- **Records from a data collection**:
# # # # #
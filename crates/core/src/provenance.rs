use std::sync::Arc;

use chrono::{DateTime, Utc};
use serde::{Deserialize, Serialize};
use uuid::Uuid;

use crate::clock::Clock;

/// Where results are sourced from, reflected in provenance labels.
#[derive(Clone, Copy, Debug, PartialEq, Eq, Serialize, Deserialize)]
#[serde(rename_all = "snake_case")]
pub enum SourceMode {
    Sandbox,
    Live,
}

impl SourceMode {
    pub fn provider_label(self) -> &'static str {
        match self {
            Self::Sandbox => "mock-sandbox",
            Self::Live => "live-api",
        }
    }
}

/// Origin, freshness, and traceability metadata attached to every outbound
/// bundle.
#[derive(Clone, Debug, PartialEq, Serialize, Deserialize)]
pub struct Provenance {
    pub provider: String,
    pub cache_hit: bool,
    pub cache_age_seconds: Option<u64>,
    pub request_id: String,
    pub generated_at: DateTime<Utc>,
    pub sources: Vec<String>,
}

/// Short unique id for request tracing.
pub fn generate_request_id() -> String {
    let hex: String = Uuid::new_v4().simple().to_string().chars().take(12).collect();
    format!("req-{hex}")
}

/// Stamps outbound bundles with provenance metadata.
///
/// Every wrap generates a fresh request id regardless of cache status, and
/// `generated_at` is the wrap time, not the original computation time.
pub struct ProvenanceBuilder {
    mode: SourceMode,
    clock: Arc<dyn Clock>,
}

impl ProvenanceBuilder {
    pub fn new(mode: SourceMode, clock: Arc<dyn Clock>) -> Self {
        Self { mode, clock }
    }

    pub fn wrap(
        &self,
        cache_hit: bool,
        cache_age_seconds: Option<u64>,
        sources: &[&str],
    ) -> Provenance {
        Provenance {
            provider: self.mode.provider_label().to_owned(),
            cache_hit,
            cache_age_seconds,
            request_id: generate_request_id(),
            generated_at: self.clock.now(),
            sources: sources.iter().map(|source| (*source).to_owned()).collect(),
        }
    }
}
#[cfg(test)]
mod tests {
    use std::sync::Arc;

    use chrono::{Duration, TimeZone, Utc};

    use crate::catalog::InMemoryCatalog;
    use crate::clock::ManualClock;
    use crate::config::EngineConfig;
    use crate::domain::route::RouteQuality;
    use crate::domain::supplier::{Coordinate, MaterialId, SupplierId, SupplierRecord};
    use crate::errors::MatchError;
    use crate::quoting::UniformJitter;

    use super::MatchService;

    const ORIGIN: Coordinate = Coordinate { latitude: 17.3352, longitude: 78.4537 };

    fn supplier(supplier_id: &str, location: Coordinate, stock_tons: f64) -> SupplierRecord {
        SupplierRecord {
            supplier_id: SupplierId(supplier_id.to_owned()),
            name: format!("{supplier_id} Depot"),
            material_id: MaterialId("cement".to_owned()),
            material_name: "Portland Cement".to_owned(),
            stock_tons,
            unit_price: 6800.0,
            lead_time_days: 2,
            location,
            address: "Hyderabad".to_owned(),
            rating: 4.5,
        }
    }

    fn cement_catalog() -> InMemoryCatalog {
        InMemoryCatalog::new().with_material(
            "cement",
            vec![
                supplier("SUP-CEM-001", Coordinate::new(17.3345, 78.4512), 500.0),
                supplier("SUP-CEM-002", Coordinate::new(17.40, 78.50), 300.0),
            ],
        )
    }

    fn service_at(clock: ManualClock, catalog: InMemoryCatalog) -> MatchService {
        MatchService::with_parts(
            Arc::new(catalog),
            &EngineConfig::default(),
            Arc::new(clock),
            Arc::new(UniformJitter),
        )
    }

    fn manual_clock() -> ManualClock {
        ManualClock::new(Utc.with_ymd_and_hms(2026, 3, 1, 9, 0, 0).unwrap())
    }

    #[test]
    fn search_misses_then_hits_the_cache() {
        let clock = manual_clock();
        let service = service_at(clock.clone(), cement_catalog());
        let material = MaterialId("cement".to_owned());

        let first = service.search(ORIGIN, &material, 50.0).expect("first search");
        assert!(!first.provenance.cache_hit);
        assert_eq!(first.provenance.cache_age_seconds, None);
        assert_eq!(first.payload.suppliers.len(), 2);
        assert_eq!(
            first.payload.recommended.as_ref().map(|s| s.record.supplier_id.0.as_str()),
            Some("SUP-CEM-001")
        );

        clock.advance(Duration::seconds(120));
        let second = service.search(ORIGIN, &material, 50.0).expect("second search");
        assert!(second.provenance.cache_hit);
        assert_eq!(second.provenance.cache_age_seconds, Some(120));
        assert_eq!(second.payload, first.payload);
        assert_ne!(second.provenance.request_id, first.provenance.request_id);
    }

    #[test]
    fn search_cache_expires_after_the_ttl() {
        let clock = manual_clock();
        let service = service_at(clock.clone(), cement_catalog());
        let material = MaterialId("cement".to_owned());

        service.search(ORIGIN, &material, 50.0).expect("prime cache");
        clock.advance(Duration::hours(25));
        let fresh = service.search(ORIGIN, &material, 50.0).expect("recompute");
        assert!(!fresh.provenance.cache_hit);
    }

    #[test]
    fn different_quantities_occupy_different_cache_entries() {
        let clock = manual_clock();
        let service = service_at(clock.clone(), cement_catalog());
        let material = MaterialId("cement".to_owned());

        service.search(ORIGIN, &material, 50.0).expect("fifty tons");
        service.search(ORIGIN, &material, 80.0).expect("eighty tons");
        assert_eq!(service.cache_stats().total_entries, 2);
    }

    #[test]
    fn quantity_validation_precedes_any_cache_write() {
        let clock = manual_clock();
        let service = service_at(clock.clone(), cement_catalog());
        let material = MaterialId("cement".to_owned());

        let error = service.search(ORIGIN, &material, 0.0).expect_err("zero quantity");
        assert_eq!(error, MatchError::InvalidQuantity(0.0));
        let error = service.get_quote(
            &SupplierId("SUP-CEM-001".to_owned()),
            &material,
            -2.0,
        );
        assert_eq!(error.expect_err("negative quantity"), MatchError::InvalidQuantity(-2.0));
        assert_eq!(service.cache_stats().total_entries, 0);
    }

    #[test]
    fn unknown_material_is_not_cached() {
        let clock = manual_clock();
        let service = service_at(clock.clone(), cement_catalog());

        let error = service
            .search(ORIGIN, &MaterialId("plutonium".to_owned()), 10.0)
            .expect_err("unknown material");
        assert_eq!(error, MatchError::UnknownMaterial("plutonium".to_owned()));
        assert_eq!(service.cache_stats().total_entries, 0);
    }

    #[test]
    fn cached_quotes_keep_identical_asks_price_consistent() {
        let clock = manual_clock();
        let service = service_at(clock.clone(), cement_catalog());
        let material = MaterialId("cement".to_owned());
        let supplier_id = SupplierId("SUP-CEM-001".to_owned());

        let first = service.get_quote(&supplier_id, &material, 50.0).expect("first quote");
        assert!((6732.0..=6936.0).contains(&first.payload.unit_price));

        clock.advance(Duration::minutes(5));
        let second = service.get_quote(&supplier_id, &material, 50.0).expect("second quote");
        assert!(second.provenance.cache_hit);
        // Same ask within the TTL sees the same jittered price.
        assert_eq!(second.payload.unit_price, first.payload.unit_price);
        assert_eq!(second.payload.quote_id, first.payload.quote_id);

        clock.advance(Duration::hours(25));
        let third = service.get_quote(&supplier_id, &material, 50.0).expect("third quote");
        assert!(!third.provenance.cache_hit);
    }

    #[test]
    fn quote_for_unknown_supplier_fails_precisely() {
        let clock = manual_clock();
        let service = service_at(clock.clone(), cement_catalog());

        let error = service
            .get_quote(
                &SupplierId("SUP-404".to_owned()),
                &MaterialId("cement".to_owned()),
                10.0,
            )
            .expect_err("unknown supplier");
        assert!(matches!(error, MatchError::UnknownSupplier { .. }));
    }

    #[test]
    fn route_bundle_reports_quality_and_emissions() {
        let clock = manual_clock();
        let service = service_at(clock.clone(), cement_catalog());

        let destination = Coordinate::new(17.3345, 78.4512);
        let bundle = service.get_route(ORIGIN, destination, 50.0).expect("route");

        assert_eq!(bundle.payload.distance_km, 0.28);
        assert_eq!(bundle.payload.quality, RouteQuality::Optimal);
        assert_eq!(bundle.payload.co2_kg, 0.84);
        assert_eq!(bundle.provenance.sources.len(), 3);
    }

    #[test]
    fn out_of_stock_catalog_searches_to_a_flagged_empty_plan() {
        let clock = manual_clock();
        let catalog = InMemoryCatalog::new().with_material(
            "cement",
            vec![supplier("SUP-CEM-001", Coordinate::new(17.3345, 78.4512), 0.0)],
        );
        let service = service_at(clock.clone(), catalog);

        let bundle = service
            .search(ORIGIN, &MaterialId("cement".to_owned()), 50.0)
            .expect("search succeeds without stock");
        assert!(bundle.payload.recommended.is_none());
        assert!(bundle.payload.plan.allocations.is_empty());
        assert!(!bundle.payload.plan.fulfilled);
        assert_eq!(bundle.payload.suppliers.len(), 1);
    }

    #[test]
    fn sweep_clears_expired_entries_across_caches() {
        let clock = manual_clock();
        let service = service_at(clock.clone(), cement_catalog());
        let material = MaterialId("cement".to_owned());

        service.search(ORIGIN, &material, 50.0).expect("search");
        service
            .get_quote(&SupplierId("SUP-CEM-001".to_owned()), &material, 50.0)
            .expect("quote");
        service
            .get_route(ORIGIN, Coordinate::new(17.3345, 78.4512), 50.0)
            .expect("route");
        assert_eq!(service.cache_stats().total_entries, 3);

        clock.advance(Duration::hours(25));
        assert_eq!(service.sweep_expired(), 3);
        assert_eq!(service.cache_stats().total_entries, 0);
    }
}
# # # # #
- **What to do**: Scan the lines above for the word "ManualClock" and copy every one where it occurs.

- **Response for this exercise**:
    use crate::clock::ManualClock;
    fn service_at(clock: ManualClock, catalog: InMemoryCatalog) -> MatchService {
    fn manual_clock() -> ManualClock {
        ManualClock::new(Utc.with_ymd_and_hms(2026, 3, 1, 9, 0, 0).unwrap())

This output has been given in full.